+++ Supplied entries +++

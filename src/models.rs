// src/models.rs
use std::fmt;
use serde::{Serialize, Deserialize};
use utoipa::ToSchema;

/// One selectable dictionary word and its relative likelihood.
///
/// Weights are relative, they do not need to sum to one. Older exports
/// name the text field `option`, so both keys are accepted on input.
#[derive(Debug, Clone, PartialEq, Serialize, Deserialize, ToSchema)]
pub struct WeightedOption {
    #[serde(alias = "option")]
    pub text: String,
    pub weight: f64,
}

impl WeightedOption {
    pub fn new(text: impl Into<String>, weight: f64) -> Self {
        Self {
            text: text.into(),
            weight,
        }
    }

    pub fn is_valid(&self) -> bool {
        !self.text.trim().is_empty() && self.weight.is_finite() && self.weight > 0.0
    }
}

// Word mode request
#[derive(Debug, Clone)]
pub struct WordRequest {
    pub options: Vec<WeightedOption>,
    pub num_parts: usize,
    pub substitute_chars: bool,
    pub count: usize,
}

// Character mode request
#[derive(Debug, Clone, PartialEq)]
pub struct CharacterRequest {
    pub use_segments: bool,
    pub segment_count: usize,
    pub length: usize,
    pub include_numbers: bool,
    pub include_symbols: bool,
    pub include_uppercase: bool,
    pub count: usize,
}

impl Default for CharacterRequest {
    fn default() -> Self {
        Self {
            use_segments: true,
            segment_count: 3,
            length: 12,
            include_numbers: false,
            include_symbols: false,
            include_uppercase: false,
            count: 1,
        }
    }
}

/// Ordered passwords produced by one generation call.
///
/// `Display` renders the newline-joined transport form.
#[derive(Debug, Clone, Default, PartialEq, Eq)]
pub struct GeneratedBatch {
    passwords: Vec<String>,
}

impl GeneratedBatch {
    pub fn passwords(&self) -> &[String] {
        &self.passwords
    }

    pub fn first(&self) -> Option<&str> {
        self.passwords.first().map(String::as_str)
    }

    pub fn len(&self) -> usize {
        self.passwords.len()
    }

    pub fn is_empty(&self) -> bool {
        self.passwords.is_empty()
    }

    pub fn into_inner(self) -> Vec<String> {
        self.passwords
    }
}

impl From<Vec<String>> for GeneratedBatch {
    fn from(passwords: Vec<String>) -> Self {
        Self { passwords }
    }
}

impl FromIterator<String> for GeneratedBatch {
    fn from_iter<I: IntoIterator<Item = String>>(iter: I) -> Self {
        Self {
            passwords: iter.into_iter().collect(),
        }
    }
}

impl fmt::Display for GeneratedBatch {
    fn fmt(&self, f: &mut fmt::Formatter<'_>) -> fmt::Result {
        write!(f, "{}", self.passwords.join("\n"))
    }
}

#[derive(Debug, Clone, Copy, PartialEq, Eq, PartialOrd, Ord, Hash, Serialize, Deserialize, ToSchema)]
pub enum StrengthLabel {
    #[serde(rename = "Very Weak")]
    VeryWeak,
    Weak,
    Moderate,
    Strong,
    #[serde(rename = "Very Strong")]
    VeryStrong,
}

impl StrengthLabel {
    pub fn as_str(&self) -> &'static str {
        match self {
            StrengthLabel::VeryWeak => "Very Weak",
            StrengthLabel::Weak => "Weak",
            StrengthLabel::Moderate => "Moderate",
            StrengthLabel::Strong => "Strong",
            StrengthLabel::VeryStrong => "Very Strong",
        }
    }
}

impl fmt::Display for StrengthLabel {
    fn fmt(&self, f: &mut fmt::Formatter<'_>) -> fmt::Result {
        f.write_str(self.as_str())
    }
}

// Saved generator preferences
#[derive(Debug, Clone, PartialEq, Serialize, Deserialize)]
#[serde(rename_all = "camelCase", default)]
pub struct Preferences {
    pub num_options: usize,
    pub password_length: usize,
    pub segment_count: usize,
    pub use_segments: bool,
    pub use_custom_list: bool,
    pub use_default_list: bool,
    pub replace_chars: bool,
    pub is_advanced: bool,
    pub include_numbers: bool,
    pub include_symbols: bool,
    pub include_uppercase: bool,
    pub password_amount: usize,
}

impl Default for Preferences {
    fn default() -> Self {
        Self {
            num_options: 2,
            password_length: 12,
            segment_count: 3,
            use_segments: true,
            use_custom_list: false,
            use_default_list: true,
            replace_chars: true,
            is_advanced: false,
            include_numbers: false,
            include_symbols: false,
            include_uppercase: false,
            password_amount: 1,
        }
    }
}

#[cfg(test)]
mod tests {
    use super::*;

    #[test]
    fn legacy_option_key_is_accepted() {
        let parsed: WeightedOption =
            serde_json::from_str(r#"{"option": "river", "weight": 2}"#).unwrap();
        assert_eq!(parsed, WeightedOption::new("river", 2.0));
    }

    #[test]
    fn options_serialize_with_text_key() {
        let json = serde_json::to_value(WeightedOption::new("cloud", 1.5)).unwrap();
        assert_eq!(json["text"], "cloud");
        assert_eq!(json["weight"], 1.5);
    }

    #[test]
    fn invalid_options_are_detected() {
        assert!(WeightedOption::new("a", 1.0).is_valid());
        assert!(!WeightedOption::new("", 1.0).is_valid());
        assert!(!WeightedOption::new("   ", 1.0).is_valid());
        assert!(!WeightedOption::new("a", 0.0).is_valid());
        assert!(!WeightedOption::new("a", -3.0).is_valid());
        assert!(!WeightedOption::new("a", f64::NAN).is_valid());
    }

    #[test]
    fn batch_display_joins_with_newlines() {
        let batch = GeneratedBatch::from(vec!["one".to_string(), "two".to_string()]);
        assert_eq!(batch.to_string(), "one\ntwo");
        assert_eq!(batch.first(), Some("one"));

        let empties = GeneratedBatch::from(vec![String::new(); 3]);
        assert_eq!(empties.to_string(), "\n\n");
    }

    #[test]
    fn strength_labels_serialize_as_display_text() {
        let json = serde_json::to_string(&StrengthLabel::VeryStrong).unwrap();
        assert_eq!(json, "\"Very Strong\"");
        assert_eq!(StrengthLabel::Weak.to_string(), "Weak");
    }

    #[test]
    fn partial_preferences_fill_defaults() {
        let prefs: Preferences = serde_json::from_str(r#"{"numOptions": 4}"#).unwrap();
        assert_eq!(prefs.num_options, 4);
        assert_eq!(prefs.password_length, 12);
        assert!(prefs.use_default_list);
    }
}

+++

What you return must match the data line for line.

filename src/models.rs
// src/models.rs
use std::fmt;
use serde::{Serialize, Deserialize};
use utoipa::ToSchema;

/// One selectable dictionary word and its relative likelihood.
///
/// Weights are relative, they do not need to sum to one. Older exports
/// name the text field `option`, so both keys are accepted on input.
#[derive(Debug, Clone, PartialEq, Serialize, Deserialize, ToSchema)]
pub struct WeightedOption {
    #[serde(alias = "option")]
    pub text: String,
    pub weight: f64,
}

impl WeightedOption {
    pub fn new(text: impl Into<String>, weight: f64) -> Self {
        Self {
            text: text.into(),
            weight,
        }
    }

    pub fn is_valid(&self) -> bool {
        !self.text.trim().is_empty() && self.weight.is_finite() && self.weight > 0.0
    }
}

// Word mode request
#[derive(Debug, Clone)]
pub struct WordRequest {
    pub options: Vec<WeightedOption>,
    pub num_parts: usize,
    pub substitute_chars: bool,
    pub count: usize,
}

// Character mode request
#[derive(Debug, Clone, PartialEq)]
pub struct CharacterRequest {
    pub use_segments: bool,
    pub segment_count: usize,
    pub length: usize,
    pub include_numbers: bool,
    pub include_symbols: bool,
    pub include_uppercase: bool,
    pub count: usize,
}

impl Default for CharacterRequest {
    fn default() -> Self {
        Self {
            use_segments: true,
            segment_count: 3,
            length: 12,
            include_numbers: false,
            include_symbols: false,
            include_uppercase: false,
            count: 1,
        }
    }
}

/// Ordered passwords produced by one generation call.
///
/// `Display` renders the newline-joined transport form.
#[derive(Debug, Clone, Default, PartialEq, Eq)]
pub struct GeneratedBatch {
    passwords: Vec<String>,
}

impl GeneratedBatch {
    pub fn passwords(&self) -> &[String] {
        &self.passwords
    }

    pub fn first(&self) -> Option<&str> {
        self.passwords.first().map(String::as_str)
    }

    pub fn len(&self) -> usize {
        self.passwords.len()
    }

    pub fn is_empty(&self) -> bool {
        self.passwords.is_empty()
    }

    pub fn into_inner(self) -> Vec<String> {
        self.passwords
    }
}

impl From<Vec<String>> for GeneratedBatch {
    fn from(passwords: Vec<String>) -> Self {
        Self { passwords }
    }
}

impl FromIterator<String> for GeneratedBatch {
    fn from_iter<I: IntoIterator<Item = String>>(iter: I) -> Self {
        Self {
            passwords: iter.into_iter().collect(),
        }
    }
}

impl fmt::Display for GeneratedBatch {
    fn fmt(&self, f: &mut fmt::Formatter<'_>) -> fmt::Result {
        write!(f, "{}", self.passwords.join("\n"))
    }
}

#[derive(Debug, Clone, Copy, PartialEq, Eq, PartialOrd, Ord, Hash, Serialize, Deserialize, ToSchema)]
pub enum StrengthLabel {
    #[serde(rename = "Very Weak")]
    VeryWeak,
    Weak,
    Moderate,
    Strong,
    #[serde(rename = "Very Strong")]
    VeryStrong,
}

impl StrengthLabel {
    pub fn as_str(&self) -> &'static str {
        match self {
            StrengthLabel::VeryWeak => "Very Weak",
            StrengthLabel::Weak => "Weak",
            StrengthLabel::Moderate => "Moderate",
            StrengthLabel::Strong => "Strong",
            StrengthLabel::VeryStrong => "Very Strong",
        }
    }
}

impl fmt::Display for StrengthLabel {
    fn fmt(&self, f: &mut fmt::Formatter<'_>) -> fmt::Result {
        f.write_str(self.as_str())
    }
}

// Saved generator preferences
#[derive(Debug, Clone, PartialEq, Serialize, Deserialize)]
#[serde(rename_all = "camelCase", default)]
pub struct Preferences {
    pub num_options: usize,
    pub password_length: usize,
    pub segment_count: usize,
    pub use_segments: bool,
    pub use_custom_list: bool,
    pub use_default_list: bool,
    pub replace_chars: bool,
    pub is_advanced: bool,
    pub include_numbers: bool,
    pub include_symbols: bool,
    pub include_uppercase: bool,
    pub password_amount: usize,
}

impl Default for Preferences {
    fn default() -> Self {
        Self {
            num_options: 2,
            password_length: 12,
            segment_count: 3,
            use_segments: true,
            use_custom_list: false,
            use_default_list: true,
            replace_chars: true,
            is_advanced: false,
            include_numbers: false,
            include_symbols: false,
            include_uppercase: false,
            password_amount: 1,
        }
    }
}

#[cfg(test)]
mod tests {
    use super::*;

    #[test]
    fn legacy_option_key_is_accepted() {
        let parsed: WeightedOption =
            serde_json::from_str(r#"{"option": "river", "weight": 2}"#).unwrap();
        assert_eq!(parsed, WeightedOption::new("river", 2.0));
    }

    #[test]
    fn options_serialize_with_text_key() {
        let json = serde_json::to_value(WeightedOption::new("cloud", 1.5)).unwrap();
        assert_eq!(json["text"], "cloud");
        assert_eq!(json["weight"], 1.5);
    }

    #[test]
    fn invalid_options_are_detected() {
        assert!(WeightedOption::new("a", 1.0).is_valid());
        assert!(!WeightedOption::new("", 1.0).is_valid());
        assert!(!WeightedOption::new("   ", 1.0).is_valid());
        assert!(!WeightedOption::new("a", 0.0).is_valid());
        assert!(!WeightedOption::new("a", -3.0).is_valid());
        assert!(!WeightedOption::new("a", f64::NAN).is_valid());
    }

    #[test]
    fn batch_display_joins_with_newlines() {
        let batch = GeneratedBatch::from(vec!["one".to_string(), "two".to_string()]);
        assert_eq!(batch.to_string(), "one\ntwo");
        assert_eq!(batch.first(), Some("one"));

        let empties = GeneratedBatch::from(vec![String::new(); 3]);
        assert_eq!(empties.to_string(), "\n\n");
    }

    #[test]
    fn strength_labels_serialize_as_display_text() {
        let json = serde_json::to_string(&StrengthLabel::VeryStrong).unwrap();
        assert_eq!(json, "\"Very Strong\"");
        assert_eq!(StrengthLabel::Weak.to_string(), "Weak");
    }

    #[test]
    fn partial_preferences_fill_defaults() {
        let prefs: Preferences = serde_json::from_str(r#"{"numOptions": 4}"#).unwrap();
        assert_eq!(prefs.num_options, 4);
        assert_eq!(prefs.password_length, 12);
        assert!(prefs.use_default_list);
    }
}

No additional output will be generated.